A priori, elle se présente comme suit : le caractère illusoire de la temporalité
et l'expérience que tout individu peut en faire est utilisée par les prêtres et
les hommes du pouvoir, soit les détenants de et dans une temporalité, pour
satisfaire, a aux dépens des autres, leur soif de domination. Il y a
contradiction à partir du moment où l'on admet l'existence objective d'un
rapport de domination d'homme à homme. Or, il semble bien que Krishnamurti ne
songe pas à nier celui-ci sans quoi il n'entreprendrait pas d'aider tout un
chacun à se défaire de l'instinct du même nom qui paralyse sa connaissance de
l'Être. En d'autres termes, s'il peut y avoir une libération, c'est qu'il y a
une aliénation, un esclavage. A ce niveau, une réponse est possible. Il peut en
effet être dit : Ce n'est pas l'autre qui constitue l'obstacle de ta liberté,
c'est toi-même ; les forces qui sont en toi et assiègent ta conscience sont ton
vrai et ton seul ennemi. L'homme est un ennemi pour l'homme en ceci que tu es
ton maître et ton esclave, ton bourreau et ta victime, ainsi que ton prochain ;
et seule la résorption de cette dualité, le dépassement du moi-je, constitue une
révolution radicale. Mais dans ce cas, que fait-on des prêtres ?
Il semble que Krishnamurti à la
fois nie et affirme la répartition collective, à l'échelle de la société, des
rapports de domination. Il l'affirme quand il fait la critique des religions et,
en agissant pour, annonce une ère de libération (mais les prêtres font de même)

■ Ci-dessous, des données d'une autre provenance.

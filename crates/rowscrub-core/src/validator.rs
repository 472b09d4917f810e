//! Email field validator.
//!
//! **Question**: Does the designated field look like an email address?
//!
//! The decision is made on the trimmed value, but the stored value is only
//! ever rewritten on failure. A passing field keeps its surrounding
//! whitespace; a failing one becomes the empty string.

use serde::{Deserialize, Serialize};
use tracing::debug;

use crate::error::MalformedRecordError;
use crate::patterns::is_email_shaped;
use crate::record::{Record, EMAIL_FIELD_INDEX};

/// What the validator did to a record.
#[derive(Debug, Clone, PartialEq, Eq, Serialize, Deserialize)]
#[serde(tag = "outcome", rename_all = "snake_case")]
pub enum ValidationOutcome {
    /// Field looked like an email and was left as is.
    Kept,
    /// Field failed the shape check and was replaced with `""`.
    Cleared { original: String },
}

impl ValidationOutcome {
    pub fn is_cleared(&self) -> bool {
        matches!(self, ValidationOutcome::Cleared { .. })
    }
}

/// Clears the email field of a record when it fails the shape check.
#[derive(Debug, Clone, Copy, PartialEq, Eq)]
pub struct EmailFieldValidator {
    field_index: usize,
}

impl EmailFieldValidator {
    /// Validator for the standard email position.
    pub fn new() -> Self {
        Self {
            field_index: EMAIL_FIELD_INDEX,
        }
    }

    /// Validator for a record layout that keeps the email elsewhere.
    pub fn with_field_index(field_index: usize) -> Self {
        Self { field_index }
    }

    pub fn field_index(&self) -> usize {
        self.field_index
    }

    /// Check the email field and clear it in place if it fails.
    ///
    /// No other position is read or written. The record is left unchanged
    /// when an error is returned.
    pub fn validate(&self, record: &mut Record) -> Result<ValidationOutcome, MalformedRecordError> {
        let index = self.field_index;
        if is_email_shaped(record.text_field(index)?) {
            debug!(index, "email field kept");
            return Ok(ValidationOutcome::Kept);
        }

        let original = record.clear_text_field(index).unwrap_or_default();
        debug!(index, len = original.len(), "email field cleared");
        Ok(ValidationOutcome::Cleared { original })
    }
}

impl Default for EmailFieldValidator {
    fn default() -> Self {
        Self::new()
    }
}
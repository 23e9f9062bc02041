//! Configuration loading.
//!
//! Reads the `[tool.pyreqs]` table from `<project>/pyproject.toml`.
//! Absence of the file, or of the table, is not an error: everything
//! falls back to environment-derived defaults. Only a malformed file is
//! fatal.

use std::fs;
use std::path::Path;

use serde::Deserialize;
use tracing::debug;

use crate::config::schema::Config;
use crate::error::{PyreqsError, Result};

#[derive(Debug, Default, Deserialize)]
struct PyProject {
    #[serde(default)]
    tool: ToolTable,
}

#[derive(Debug, Default, Deserialize)]
struct ToolTable {
    #[serde(default)]
    pyreqs: Option<Config>,
}

/// Load configuration for the given project root.
pub fn load_config(project_root: &Path) -> Result<Config> {
    let path = project_root.join("pyproject.toml");

    let text = match fs::read_to_string(&path) {
        Ok(text) => text,
        Err(e) if e.kind() == std::io::ErrorKind::NotFound => {
            debug!("No pyproject.toml at {}; using defaults", path.display());
            return Ok(Config::default());
        }
        Err(e) => return Err(e.into()),
    };

    let pyproject: PyProject =
        toml::from_str(&text).map_err(|e| PyreqsError::ConfigParse {
            path: path.clone(),
            message: e.message().to_string(),
        })?;

    let mut config = pyproject.tool.pyreqs.unwrap_or_default();
    config.anchor(project_root);
    Ok(config)
}

#[cfg(test)]
mod tests {
    use super::*;
    use std::path::PathBuf;
    use tempfile::TempDir;

    #[test]
    fn missing_file_yields_defaults() {
        let temp = TempDir::new().unwrap();
        let config = load_config(temp.path()).unwrap();
        assert_eq!(config, Config::default());
    }

    #[test]
    fn missing_table_yields_defaults() {
        let temp = TempDir::new().unwrap();
        fs::write(
            temp.path().join("pyproject.toml"),
            "[project]\nname = \"demo\"\n",
        )
        .unwrap();
        let config = load_config(temp.path()).unwrap();
        assert_eq!(config, Config::default());
    }

    #[test]
    fn loads_and_anchors_the_pyreqs_table() {
        let temp = TempDir::new().unwrap();
        fs::write(
            temp.path().join("pyproject.toml"),
            r#"
[tool.pyreqs]
stdlib-dir = "/usr/lib/python3.12"
site-packages = [".venv/lib/python3.12/site-packages"]
search-paths = ["src"]
"#,
        )
        .unwrap();

        let config = load_config(temp.path()).unwrap();
        assert_eq!(config.stdlib_dir, Some(PathBuf::from("/usr/lib/python3.12")));
        assert_eq!(
            config.site_packages,
            vec![temp.path().join(".venv/lib/python3.12/site-packages")]
        );
        assert_eq!(config.search_paths, vec![temp.path().join("src")]);
    }

    #[test]
    fn malformed_toml_is_a_config_error() {
        let temp = TempDir::new().unwrap();
        fs::write(temp.path().join("pyproject.toml"), "[tool.pyreqs\n").unwrap();
        let err = load_config(temp.path()).unwrap_err();
        assert!(matches!(err, PyreqsError::ConfigParse { .. }));
    }

    #[test]
    fn unknown_keys_are_rejected() {
        let temp = TempDir::new().unwrap();
        fs::write(
            temp.path().join("pyproject.toml"),
            "[tool.pyreqs]\nunknown-key = true\n",
        )
        .unwrap();
        let err = load_config(temp.path()).unwrap_err();
        assert!(matches!(err, PyreqsError::ConfigParse { .. }));
    }

    #[test]
    fn other_tools_tables_are_ignored() {
        let temp = TempDir::new().unwrap();
        fs::write(
            temp.path().join("pyproject.toml"),
            "[tool.black]\nline-length = 100\n\n[tool.pyreqs]\nsearch-paths = [\"lib\"]\n",
        )
        .unwrap();
        let config = load_config(temp.path()).unwrap();
        assert_eq!(config.search_paths, vec![temp.path().join("lib")]);
    }
}
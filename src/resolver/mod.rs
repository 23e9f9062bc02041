//! Dependency-closure resolution.
//!
//! The core of pyreqs: walks the static import graph of one or more root
//! modules, classifies every reachable module, and aggregates the
//! requirement strings implied by the third-party leaves and by inline
//! declarations in first-party source.
//!
//! - [`imports`] - Import reference extraction from source text
//! - [`name`] - Dotted-name expansion helpers
//! - [`module`] - Module lookup over the file system
//! - [`classify`] - Standard / third-party / local classification
//! - [`walker`] - Memoized depth-first walk of the reference graph
//! - [`inline`] - Inline `# requirements:` comment declarations

pub mod classify;
pub mod imports;
pub mod inline;
pub mod module;
pub mod name;
mod scan;
pub mod walker;

pub use classify::{Classification, Classifier};
pub use imports::extract_imports;
pub use inline::{scan_inline_requirements, REQUIREMENTS_MARKER};
pub use module::{ModuleResolver, ResolvedModule};
pub use name::{expand_prefixes, top_level};
pub use walker::GraphWalker;

use std::collections::BTreeSet;
use std::fs;

use tracing::debug;

use crate::distribution::{format_requirement, DistributionIndex};
use crate::environment::PythonEnvironment;
use crate::error::{PyreqsError, Result};

/// Resolves root modules to the sorted union of their requirements.
///
/// Holds only read-only collaborators; each call to [`Resolver::resolve`]
/// is an independent session with its own visited set, so separate
/// resolutions never share mutable state.
pub struct Resolver<'a> {
    modules: ModuleResolver,
    classifier: Classifier,
    index: &'a DistributionIndex,
}

impl<'a> Resolver<'a> {
    /// Create a resolver over a discovered environment.
    ///
    /// The distribution index is built once at process start and injected
    /// by reference; the resolver never mutates it.
    pub fn new(environment: &PythonEnvironment, index: &'a DistributionIndex) -> Self {
        Self {
            modules: ModuleResolver::new(environment.search_paths.clone()),
            classifier: Classifier::new(
                environment.stdlib_dir.clone(),
                environment.site_packages.clone(),
            ),
            index,
        }
    }

    /// Resolve `roots` to a sorted, deduplicated list of requirement
    /// strings.
    ///
    /// A package root is expanded to itself plus every discoverable
    /// sub-module before walking. Fails with
    /// [`PyreqsError::UnresolvedModule`] if any root, or any root
    /// dependency reachable from one, cannot be located; the first
    /// failure aborts the whole call and no partial result is returned.
    pub fn resolve(&self, roots: &[String]) -> Result<Vec<String>> {
        let mut walker = GraphWalker::new(&self.modules, &self.classifier);
        let mut requirements = BTreeSet::new();

        for root in roots {
            let module = self
                .modules
                .find(root)
                .ok_or_else(|| PyreqsError::UnresolvedModule { name: root.clone() })?;

            let units = if module.is_package() {
                self.modules.enumerate_package(&module)
            } else {
                vec![module]
            };
            debug!("Resolving root '{}' ({} unit(s))", root, units.len());

            for unit in units {
                let mut steps = Vec::new();
                walker.walk(unit, &mut steps)?;
                self.collect(&steps, &mut requirements)?;
            }
        }

        Ok(requirements.into_iter().collect())
    }

    /// Turn classified walk steps into requirement strings.
    ///
    /// Third-party leaves resolve through the distribution index; local
    /// modules contribute their inline declarations at every depth.
    fn collect(
        &self,
        steps: &[walker::WalkStep],
        requirements: &mut BTreeSet<String>,
    ) -> Result<()> {
        for (classification, module) in steps {
            let Some(origin) = &module.origin else {
                continue;
            };
            match classification {
                Classification::Standard => {}
                Classification::ThirdParty => {
                    let dist = self.index.find(origin).ok_or_else(|| {
                        PyreqsError::DistributionNotFound {
                            module: module.name.clone(),
                            path: origin.clone(),
                        }
                    })?;
                    requirements.insert(format_requirement(dist));
                }
                Classification::Local => {
                    let source = fs::read_to_string(origin)?;
                    requirements.extend(scan_inline_requirements(&source));
                }
            }
        }
        Ok(())
    }
}
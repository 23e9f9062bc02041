//! pyreqs CLI entry point.

use std::process::ExitCode;

use clap::Parser;
use console::style;
use pyreqs::cli::{run, Cli};
use tracing_subscriber::{fmt, prelude::*, EnvFilter};

/// Initialize the tracing subscriber for logging.
///
/// Log level is controlled by:
/// 1. `--verbose` flag sets level to DEBUG
/// 2. `RUST_LOG` environment variable (if set)
/// 3. Default is INFO
///
/// Logs go to stderr so stdout carries only the requirement list.
fn init_tracing(verbose: bool) {
    let filter = if verbose {
        EnvFilter::new("pyreqs=debug")
    } else {
        EnvFilter::try_from_default_env().unwrap_or_else(|_| EnvFilter::new("pyreqs=info"))
    };

    tracing_subscriber::registry()
        .with(fmt::layer().with_target(false).with_writer(std::io::stderr))
        .with(filter)
        .init();
}

fn main() -> ExitCode {
    let cli = Cli::parse();
    init_tracing(cli.verbose);

    tracing::debug!("pyreqs starting with args: {:?}", cli);

    match run(&cli) {
        Ok(()) => ExitCode::SUCCESS,
        Err(e) => {
            eprintln!("{} {}", style("error:").red().bold(), e);
            ExitCode::FAILURE
        }
    }
}
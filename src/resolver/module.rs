//! Module lookup over the file system.
//!
//! [`ModuleResolver`] locates a dotted name on an ordered list of search
//! paths, the way the interpreter's finder would: a directory with an
//! `__init__.py` is a package, a `<name>.py` file is a module, a plain
//! directory is a namespace package, and a fixed table of names resolves
//! to interpreter built-ins with no physical origin.

use std::ffi::OsStr;
use std::fs;
use std::path::{Path, PathBuf};

use crate::error::{PyreqsError, Result};
use crate::resolver::name::top_level;

/// A module resolved to its place on disk.
///
/// Immutable once resolved; identity is the dotted name within one
/// resolution session.
#[derive(Debug, Clone, PartialEq, Eq)]
pub struct ResolvedModule {
    /// Absolute dotted name.
    pub name: String,

    /// Path of the source file. `None` for built-ins and namespace
    /// packages, which have no physical origin.
    pub origin: Option<PathBuf>,

    /// Directories searched for sub-modules. Non-empty only for packages.
    pub search_locations: Vec<PathBuf>,
}

impl ResolvedModule {
    /// Whether this module contains sub-modules.
    pub fn is_package(&self) -> bool {
        !self.search_locations.is_empty()
    }
}

/// Module names compiled into the CPython interpreter itself. They
/// resolve with no physical origin and are excluded from the walk.
const BUILTIN_MODULES: &[&str] = &[
    "_abc", "_ast", "_codecs", "_collections", "_functools", "_imp", "_io",
    "_locale", "_operator", "_signal", "_sre", "_stat", "_string",
    "_symtable", "_thread", "_tokenize", "_tracemalloc", "_typing",
    "_warnings", "_weakref", "atexit", "builtins", "errno", "faulthandler",
    "gc", "itertools", "marshal", "posix", "pwd", "sys", "time",
];

/// Locates modules on an ordered list of search paths.
pub struct ModuleResolver {
    search_paths: Vec<PathBuf>,
}

impl ModuleResolver {
    pub fn new(search_paths: Vec<PathBuf>) -> Self {
        Self { search_paths }
    }

    /// Locate `name`, returning `None` when it cannot be found.
    pub fn find(&self, name: &str) -> Option<ResolvedModule> {
        if BUILTIN_MODULES.contains(&name) {
            return Some(ResolvedModule {
                name: name.to_string(),
                origin: None,
                search_locations: Vec::new(),
            });
        }

        let segments: Vec<&str> = name.split('.').collect();
        'paths: for base in &self.search_paths {
            let mut dir = base.clone();
            for (i, segment) in segments.iter().enumerate() {
                let last = i + 1 == segments.len();
                let package_dir = dir.join(segment);
                let init = package_dir.join("__init__.py");

                if init.is_file() {
                    if last {
                        return Some(ResolvedModule {
                            name: name.to_string(),
                            origin: Some(init),
                            search_locations: vec![package_dir],
                        });
                    }
                    dir = package_dir;
                    continue;
                }

                if last {
                    let file = dir.join(format!("{segment}.py"));
                    if file.is_file() {
                        return Some(ResolvedModule {
                            name: name.to_string(),
                            origin: Some(file),
                            search_locations: Vec::new(),
                        });
                    }
                }

                if package_dir.is_dir() {
                    // Namespace package: importable, but no origin file.
                    if last {
                        return Some(ResolvedModule {
                            name: name.to_string(),
                            origin: None,
                            search_locations: vec![package_dir],
                        });
                    }
                    dir = package_dir;
                    continue;
                }

                continue 'paths;
            }
        }

        None
    }

    /// Resolve a reference, tolerating partial resolution.
    ///
    /// A failed lookup is tolerable only when the top-level segment
    /// resolves on its own: the reference then points at an object
    /// re-exported under the package namespace rather than a real
    /// sub-module. When even the top-level segment is missing, the whole
    /// closure is invalid and resolution aborts.
    pub fn find_tolerant(&self, name: &str) -> Result<Option<ResolvedModule>> {
        if let Some(module) = self.find(name) {
            return Ok(Some(module));
        }

        let root = top_level(name);
        if root != name && self.find(root).is_some() {
            return Ok(None);
        }

        Err(PyreqsError::UnresolvedModule {
            name: root.to_string(),
        })
    }

    /// Expand a package root to itself plus every discoverable sub-module.
    ///
    /// Enumeration is best-effort: unreadable directories and entries that
    /// fail to resolve back by name are silently skipped, so one broken
    /// sub-module does not block reporting the rest of the package.
    pub fn enumerate_package(&self, package: &ResolvedModule) -> Vec<ResolvedModule> {
        let mut units = vec![package.clone()];
        for location in &package.search_locations {
            self.collect_submodules(location, &package.name, &mut units);
        }
        units
    }

    fn collect_submodules(&self, dir: &Path, prefix: &str, out: &mut Vec<ResolvedModule>) {
        let Ok(entries) = fs::read_dir(dir) else {
            return;
        };
        let mut entries: Vec<_> = entries.flatten().collect();
        entries.sort_by_key(|e| e.file_name());

        for entry in entries {
            let path = entry.path();
            let Some(stem) = path.file_stem().and_then(OsStr::to_str) else {
                continue;
            };

            if path.is_dir() {
                if path.join("__init__.py").is_file() {
                    let name = format!("{prefix}.{stem}");
                    if let Some(module) = self.find(&name) {
                        out.push(module);
                        self.collect_submodules(&path, &name, out);
                    }
                }
            } else if path.extension() == Some(OsStr::new("py")) && stem != "__init__" {
                let name = format!("{prefix}.{stem}");
                if let Some(module) = self.find(&name) {
                    out.push(module);
                }
            }
        }
    }
}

; il la nie en assurant que tout projet collectif est fondé sur une temporalité
et donc, comme tel, est con- damné.
Ambiguïté suffisamment importante pour lui attirer les foudres des pouvoirs
temporels qui ont vu le jour au gré d'un projet et d'une idéologie de libération
collectifs d'une part, ainsi que les véhémentes protestations des prêtres en
question d'autre part ; qu'on se rappelle le machiavélisme mis en œuvre en
Argentine, au moment du long séjour que fit Krishnamurti en Amérique du Sud,
tant de la part des communautés chrétiennes et surtout catholiques, que de
celle, même, de la communauté israélite ; cependant qu'il pouvait passer, ici ou
là, pour un agitateur politique, voire un provocateur, déguisé en prophète.
Révolution
psychologique ou collective
Tout cela nous conduit vers une question d'ordre plus général encore ; et nous
voulons que ce soit une question, de celles précisément qui font au philosophe
Heidegger s'interroger le langage, bien plus qu'une problématique axée sur
l'archétype, temps, espace, liberté ou autre. Il y a, dans la parole de
Krishnamurti, quelque chose qui vibre juste et précisément évoque l'expérience
de l'intemporalité, quelque chose qui n'est loin ni des voix profondes de
Nietzsche, ni, pour clore ces références, du désir de l'homme. La matière même
de celui-ci est tissée d'éternité ainsi que les plus hauts sentiments ; la
connaissance la plus fine, le voyage le plus risqué aux limites du conscient et
de l'inconscient, s'exercent en bordure de la durée, là où la mort cesse d'être
un problème. Et cependant le désir de l'homme implique une satisfaction, ou
plutôt une réalisation, donc une durée, un temps, un devenir, celui de l'homme
réalisé dans ce désir ; c'est la mise au monde d'un homme nouveau.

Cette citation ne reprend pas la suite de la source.